Fidèle à sa réputation de festival politiquement engagé, la Berlinale a présenté mardi en première mondiale Pardé (Closed Curtain), un appel à la liberté du réalisateur iranien Jafar Panahi, tourné sous le manteau en Iran où il est assigné à résidence.

Deux grandes silhouettes en carton grandeur nature du réalisateur, absent à Berlin, avaient été installées par un comité de soutien devant le palais du festival.

Coréalisé par Kambozia Partovi, collaborateur de longue date de Panahi, Pardé raconte l'histoire de deux personnages en fuite qui se réfugient dans une maison isolée.

Le plus vieux a un chien, interdit par la loi islamique, les animaux étant considérés comme impurs. Le plus jeune, une femme, suicidaire, a été arrêtée alors qu'elle se rendait à une fête illégale sur les bords de la Caspienne.

Ils ferment les volets de la maison pour éviter d'être repérés par les autorités et tandis que l'homme tente de continuer à travailler à un scénario, la jeune femme plonge dans le désespoir.

Jafar Panahi a été arrêté à la suite d'un documentaire qu'il a clandestinement tourné en 2009 et placé en résidence surveillée. Il a été condamné à six ans de prison et interdit de tournage pour 20 ans.

Réduit au silence dans son propre pays, il été consacré par les plus grands festivals de cinéma internationaux pour ses films critiques sur la société iranienne.

Il apparaît lui-même dans la seconde partie de Pardé, et on se demande si les deux protagonistes sont finalement le fruit de son imagination, la réalité alternant avec la fiction.

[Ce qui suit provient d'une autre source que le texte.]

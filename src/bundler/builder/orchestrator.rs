//! Main packaging orchestration.

use super::find_rpmbuild;
use crate::{
    bundler::{
        CollectedArtifact, PackageOptions, Result, StagingTree,
        artifacts::collect,
        assets::assemble,
        error::{Context, Stage, StageExt},
        rpmbuild::{self, Macros},
        settings::{UserOptions, resolve},
        template::Templates,
    },
    metadata::read_metadata,
};

/// Packaging pipeline orchestrator.
///
/// Runs each stage in order; the first failing stage aborts the run with an
/// error naming that stage. Nothing is retried. A missing rpmbuild is
/// reported before anything is staged.
///
/// # Examples
///
/// ```no_run
/// use kodegen_bundler_redhat::bundler::{Packager, UserOptions};
///
/// # async fn example() -> kodegen_bundler_redhat::bundler::Result<()> {
/// let packager = Packager::new(UserOptions {
///     src: Some("dist/demo-linux-x64".into()),
///     dest: Some("dist/installers".into()),
///     arch: Some("x86_64".into()),
///     ..Default::default()
/// })?;
///
/// let output = packager.package().await?;
/// for artifact in &output.artifacts {
///     println!("Created: {} ({} bytes)", artifact.path.display(), artifact.size);
/// }
/// # Ok(())
/// # }
/// ```
#[derive(Debug)]
pub struct Packager {
    user: UserOptions,
}

/// Result of a successful packaging run.
#[derive(Debug)]
pub struct PackageOutput {
    /// Options the package was built with.
    pub options: PackageOptions,
    /// Staging tree; removed when dropped unless kept.
    pub staging: StagingTree,
    /// Packages at their final destination.
    pub artifacts: Vec<CollectedArtifact>,
}

impl Packager {
    /// Creates a packager. `src` and `dest` are required.
    pub fn new(user: UserOptions) -> Result<Self> {
        user.src.as_ref().context("src is required")?;
        user.dest.as_ref().context("dest is required")?;
        Ok(Self { user })
    }

    /// Runs the full pipeline.
    pub async fn package(self) -> Result<PackageOutput> {
        let src = self.user.src.clone().unwrap_or_default();

        log::info!("Reading metadata from {}", src.display());
        let metadata = read_metadata(&src).await.stage(Stage::Metadata)?;
        let options = resolve(self.user, &metadata);
        log::info!(
            "Packaging {} {}-{} for {}",
            options.name,
            options.version,
            options.revision,
            options.arch
        );

        let templates = Templates::load(&options).await.stage(Stage::Templates)?;

        find_rpmbuild(&options.rpmbuild).stage(Stage::Build)?;

        let staging = StagingTree::create(&options)
            .await
            .stage(Stage::Staging)?;

        let macros = Macros::render(&templates, &options, &staging)
            .await
            .stage(Stage::Macros)?;

        assemble(&templates, &options, &staging)
            .await
            .stage(Stage::Assets)?;

        rpmbuild::build(&options, &staging, &macros)
            .await
            .stage(Stage::Build)?;

        let artifacts = collect(&templates, &options, &staging)
            .await
            .stage(Stage::Collect)?;

        Ok(PackageOutput {
            options,
            staging,
            artifacts,
        })
    }
}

Dans un communiqué joint au dossier de presse du film, le cinéaste a expliqué que son dernier film devait être compris comme une métaphore de sa situation. «Close Curtain utilise le mélange des genres et des histoires pour mettre en évidence que tourner est une nécessité dans la vie d'un cinéaste: c'est le besoin impérieux de montrer la réalité du monde dans lequel nous vivons».

«C'est difficile de travailler mais encore plus, de ne pas pouvoir travailler, surtout quand vous êtes à ce stade de votre carrière», a expliqué à Berlin, Partovi qui incarne aussi l'homme au chien dans le film.

Lundi, Steffen Seibert, le porte-parole de la chancelière Angela Merkel, avait appelé Téhéran à autoriser Panahi à assister au festival.

Closed Curtain est l'un des 19 films en compétition pour l'Ours d'or qui sera décerné samedi.